The golliwogs thing has not made a huge impact on me because I haven't read new editions of the books since those changes have been made. I know people have found the portrayal of golliwogs racially insensitive and I'm not best placed to comment on that, but I do think other changes made to Blyton have been very much a disservice to the stories. In the first Malory Towers book, for example, Darrell Rivers originally 'slaps' the manipulative and cruel Gwendoline quite hard; in the recent reissues this is amended to 'scolding' her. Darrell is probably Blyton's most nuanced heroine and to have her temper tantrums toned down like this feels disappointing - to have a protagonist with a flaw who makes mistakes and apologises is so much more powerful than a protagonist whose 'failings' were never that serious to begin with.

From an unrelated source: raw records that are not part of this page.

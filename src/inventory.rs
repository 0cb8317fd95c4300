//! Periodic-review inventory simulation with lost sales.
//!
//! The one engine in this crate with genuine cross-day state: on-hand
//! stock, the outstanding order quantity, and the lead-time countdown
//! thread through a strictly sequential day loop. Demand that cannot be
//! met is lost, never backlogged.

use rand::Rng;
use serde::{Deserialize, Serialize};

use crate::variates;
use crate::SimError;

/// Mean of the exponential daily demand.
const DEMAND_MEAN: f64 = 100.0;
/// An order may be placed every this many days.
const REVIEW_PERIOD_DAYS: usize = 7;
const LEAD_TIME_MIN_DAYS: i64 = 1;
const LEAD_TIME_MAX_DAYS: i64 = 3;
/// Day whose cumulative unsatisfied demand is captured as a snapshot.
const UNSATISFIED_SNAPSHOT_DAY: usize = 27;

#[derive(Debug, Clone, Serialize, Deserialize)]
pub struct InventoryParams {
    /// Days to simulate, 1..=365.
    pub days: usize,
    /// Warehouse capacity in units; the warehouse starts full.
    pub capacity: f64,
    /// Fixed cost per order placed.
    pub reorder_cost: f64,
    /// Holding cost per unit per day, charged on the opening level.
    pub holding_cost: f64,
    /// Acquisition cost per unit ordered.
    pub unit_cost: f64,
    /// Sale price per unit of satisfied demand.
    pub unit_price: f64,
}

impl InventoryParams {
    pub fn validate(&self) -> Result<(), SimError> {
        if !(1..=365).contains(&self.days) {
            return Err(SimError::InvalidParameter(
                "days must be between 1 and 365".to_string(),
            ));
        }
        if !self.capacity.is_finite() || self.capacity <= 0.0 {
            return Err(SimError::InvalidParameter(
                "capacity must be greater than zero".to_string(),
            ));
        }
        for (name, value) in [
            ("reorder_cost", self.reorder_cost),
            ("holding_cost", self.holding_cost),
            ("unit_cost", self.unit_cost),
            ("unit_price", self.unit_price),
        ] {
            if !value.is_finite() || value < 0.0 {
                return Err(SimError::InvalidParameter(format!(
                    "{name} must be non-negative"
                )));
            }
        }
        Ok(())
    }
}

/// Cross-day state threaded through the sequential day loop.
#[derive(Debug, Clone, Copy)]
struct InventoryState {
    on_hand: f64,
    outstanding_order: f64,
    lead_time_days: u32,
}

#[derive(Debug, Clone, Copy, Serialize)]
pub struct DailyInventoryRecord {
    pub day: usize,
    /// Level after any order receipt, before demand; the holding cost
    /// base for the day.
    pub opening_inventory: f64,
    pub demand: f64,
    /// Order quantity still in transit at end of day.
    pub outstanding_order: f64,
    pub closing_inventory: f64,
    pub cumulative_unsatisfied_demand: f64,
    pub cumulative_total_cost: f64,
}

#[derive(Debug, Clone, Serialize)]
pub struct InventorySummary {
    pub total_income: f64,
    pub total_reorder_cost: f64,
    pub total_holding_cost: f64,
    pub total_acquisition_cost: f64,
    pub total_cost: f64,
    pub net_profit: f64,
    pub total_unsatisfied_demand: f64,
    /// Cumulative unsatisfied demand as of day 27; 0 when the run is
    /// shorter than that.
    pub unsatisfied_demand_day_27: f64,
    pub days: Vec<DailyInventoryRecord>,
}

pub fn run_inventory<R: Rng>(
    params: &InventoryParams,
    rng: &mut R,
) -> Result<InventorySummary, SimError> {
    params.validate()?;

    let mut state = InventoryState {
        on_hand: params.capacity,
        outstanding_order: 0.0,
        lead_time_days: 0,
    };

    let mut days = Vec::with_capacity(params.days);
    let mut income = 0.0;
    let mut reorder_cost = 0.0;
    let mut holding_cost = 0.0;
    let mut acquisition_cost = 0.0;
    let mut unsatisfied = 0.0;
    let mut day_27_snapshot = 0.0;

    for day in 1..=params.days {
        // 1. Receive a due order; overflow beyond capacity is lost.
        if state.lead_time_days == 0 && state.outstanding_order > 0.0 {
            state.on_hand = (state.on_hand + state.outstanding_order).min(params.capacity);
            state.outstanding_order = 0.0;
        }

        // 2. Sample demand.
        let demand = variates::exponential(rng, DEMAND_MEAN);

        // 3. Holding cost on the opening level, receipt included.
        let opening_inventory = state.on_hand;
        holding_cost += params.holding_cost * opening_inventory;

        // 4. Satisfy demand; shortfall is lost sales.
        if state.on_hand >= demand {
            income += demand * params.unit_price;
            state.on_hand -= demand;
        } else {
            income += state.on_hand * params.unit_price;
            unsatisfied += demand - state.on_hand;
            state.on_hand = 0.0;
        }

        // 5. Day-27 instrumentation.
        if day == UNSATISFIED_SNAPSHOT_DAY {
            day_27_snapshot = unsatisfied;
        }

        // 6. Review: order up to capacity, one order in flight at most.
        if day % REVIEW_PERIOD_DAYS == 0 && state.outstanding_order == 0.0 {
            let quantity = params.capacity - state.on_hand;
            if quantity > 0.0 {
                state.outstanding_order = quantity;
                state.lead_time_days =
                    variates::discrete_uniform(rng, LEAD_TIME_MIN_DAYS, LEAD_TIME_MAX_DAYS) as u32;
                reorder_cost += params.reorder_cost;
                acquisition_cost += quantity * params.unit_cost;
            }
        }

        // 7. Countdown ticks even on the day an order was just placed.
        if state.lead_time_days > 0 {
            state.lead_time_days -= 1;
        }

        days.push(DailyInventoryRecord {
            day,
            opening_inventory,
            demand,
            outstanding_order: state.outstanding_order,
            closing_inventory: state.on_hand,
            cumulative_unsatisfied_demand: unsatisfied,
            cumulative_total_cost: reorder_cost + holding_cost + acquisition_cost,
        });
    }

    let total_cost = reorder_cost + holding_cost + acquisition_cost;
    Ok(InventorySummary {
        total_income: income,
        total_reorder_cost: reorder_cost,
        total_holding_cost: holding_cost,
        total_acquisition_cost: acquisition_cost,
        total_cost,
        net_profit: income - total_cost,
        total_unsatisfied_demand: unsatisfied,
        unsatisfied_demand_day_27: day_27_snapshot,
        days,
    })
}

#[cfg(test)]
mod tests {
    use rand::rngs::StdRng;
    use rand::SeedableRng;

    use super::*;

    fn params(days: usize) -> InventoryParams {
        InventoryParams {
            days,
            capacity: 500.0,
            reorder_cost: 50.0,
            holding_cost: 0.1,
            unit_cost: 2.0,
            unit_price: 5.0,
        }
    }

    #[test]
    fn inventory_stays_within_bounds() {
        let mut rng = StdRng::seed_from_u64(127);
        let summary = run_inventory(&params(120), &mut rng).unwrap();
        assert_eq!(summary.days.len(), 120);
        for day in &summary.days {
            assert!(day.opening_inventory >= 0.0);
            assert!(day.opening_inventory <= 500.0);
            assert!(day.closing_inventory >= 0.0);
            assert!(day.closing_inventory <= 500.0);
            assert!(day.closing_inventory <= day.opening_inventory);
        }
    }

    #[test]
    fn running_totals_never_decrease() {
        let mut rng = StdRng::seed_from_u64(131);
        let summary = run_inventory(&params(120), &mut rng).unwrap();
        for pair in summary.days.windows(2) {
            assert!(
                pair[1].cumulative_unsatisfied_demand >= pair[0].cumulative_unsatisfied_demand
            );
            assert!(pair[1].cumulative_total_cost >= pair[0].cumulative_total_cost);
        }
    }

    #[test]
    fn orders_appear_only_on_review_days() {
        let mut rng = StdRng::seed_from_u64(137);
        let summary = run_inventory(&params(120), &mut rng).unwrap();
        let mut previous_outstanding = 0.0;
        for day in &summary.days {
            if day.outstanding_order > 0.0 && previous_outstanding == 0.0 {
                assert_eq!(day.day % 7, 0, "order placed outside a review day");
            }
            previous_outstanding = day.outstanding_order;
        }
    }

    #[test]
    fn day_27_snapshot_matches_record() {
        let mut rng = StdRng::seed_from_u64(139);
        let summary = run_inventory(&params(60), &mut rng).unwrap();
        let day_27 = &summary.days[26];
        assert_eq!(day_27.day, 27);
        assert_eq!(
            summary.unsatisfied_demand_day_27,
            day_27.cumulative_unsatisfied_demand
        );
    }

    #[test]
    fn short_runs_report_zero_snapshot() {
        let mut rng = StdRng::seed_from_u64(149);
        let summary = run_inventory(&params(20), &mut rng).unwrap();
        assert_eq!(summary.unsatisfied_demand_day_27, 0.0);
    }

    #[test]
    fn cost_components_reconcile() {
        let mut rng = StdRng::seed_from_u64(151);
        let summary = run_inventory(&params(90), &mut rng).unwrap();
        let components = summary.total_reorder_cost
            + summary.total_holding_cost
            + summary.total_acquisition_cost;
        assert!((summary.total_cost - components).abs() < 1e-9);
        assert!((summary.net_profit - (summary.total_income - summary.total_cost)).abs() < 1e-9);
        let last = summary.days.last().unwrap();
        assert!((last.cumulative_total_cost - summary.total_cost).abs() < 1e-9);
        assert!(
            (last.cumulative_unsatisfied_demand - summary.total_unsatisfied_demand).abs() < 1e-9
        );
    }

    #[test]
    fn run_is_reproducible_for_equal_seeds() {
        let a = run_inventory(&params(90), &mut StdRng::seed_from_u64(157)).unwrap();
        let b = run_inventory(&params(90), &mut StdRng::seed_from_u64(157)).unwrap();
        assert_eq!(a.total_income, b.total_income);
        assert_eq!(a.total_unsatisfied_demand, b.total_unsatisfied_demand);
    }

    #[test]
    fn rejects_nonpositive_capacity() {
        let mut bad = params(30);
        bad.capacity = 0.0;
        let mut rng = StdRng::seed_from_u64(163);
        assert!(matches!(
            run_inventory(&bad, &mut rng),
            Err(SimError::InvalidParameter(_))
        ));
    }
}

Currency change can sometimes make it easier for modern readers to identify, but then inflation needs to apply as well - and it's such an undermining of young readers to imagine they won't understand that money has been different at different times in history. 

Dame Slap was scary and - despite the fantastical surroundings - real. Dame Snap is not. She is a sanitised version of a bad guy, and young readers are very prepared for very evil bad guys. They don't need their villains made nicer.

'Spiffing' has been out of fashion for many decades, and yet many decades of readers have still understood this phrase (and others) from the context. There is a difference between 'I use this word regularly in ordinary conversation' and 'I understand what this is from the context' and we need to appreciate that even child readers can distinguish between these two things, rather than presume they're stupid.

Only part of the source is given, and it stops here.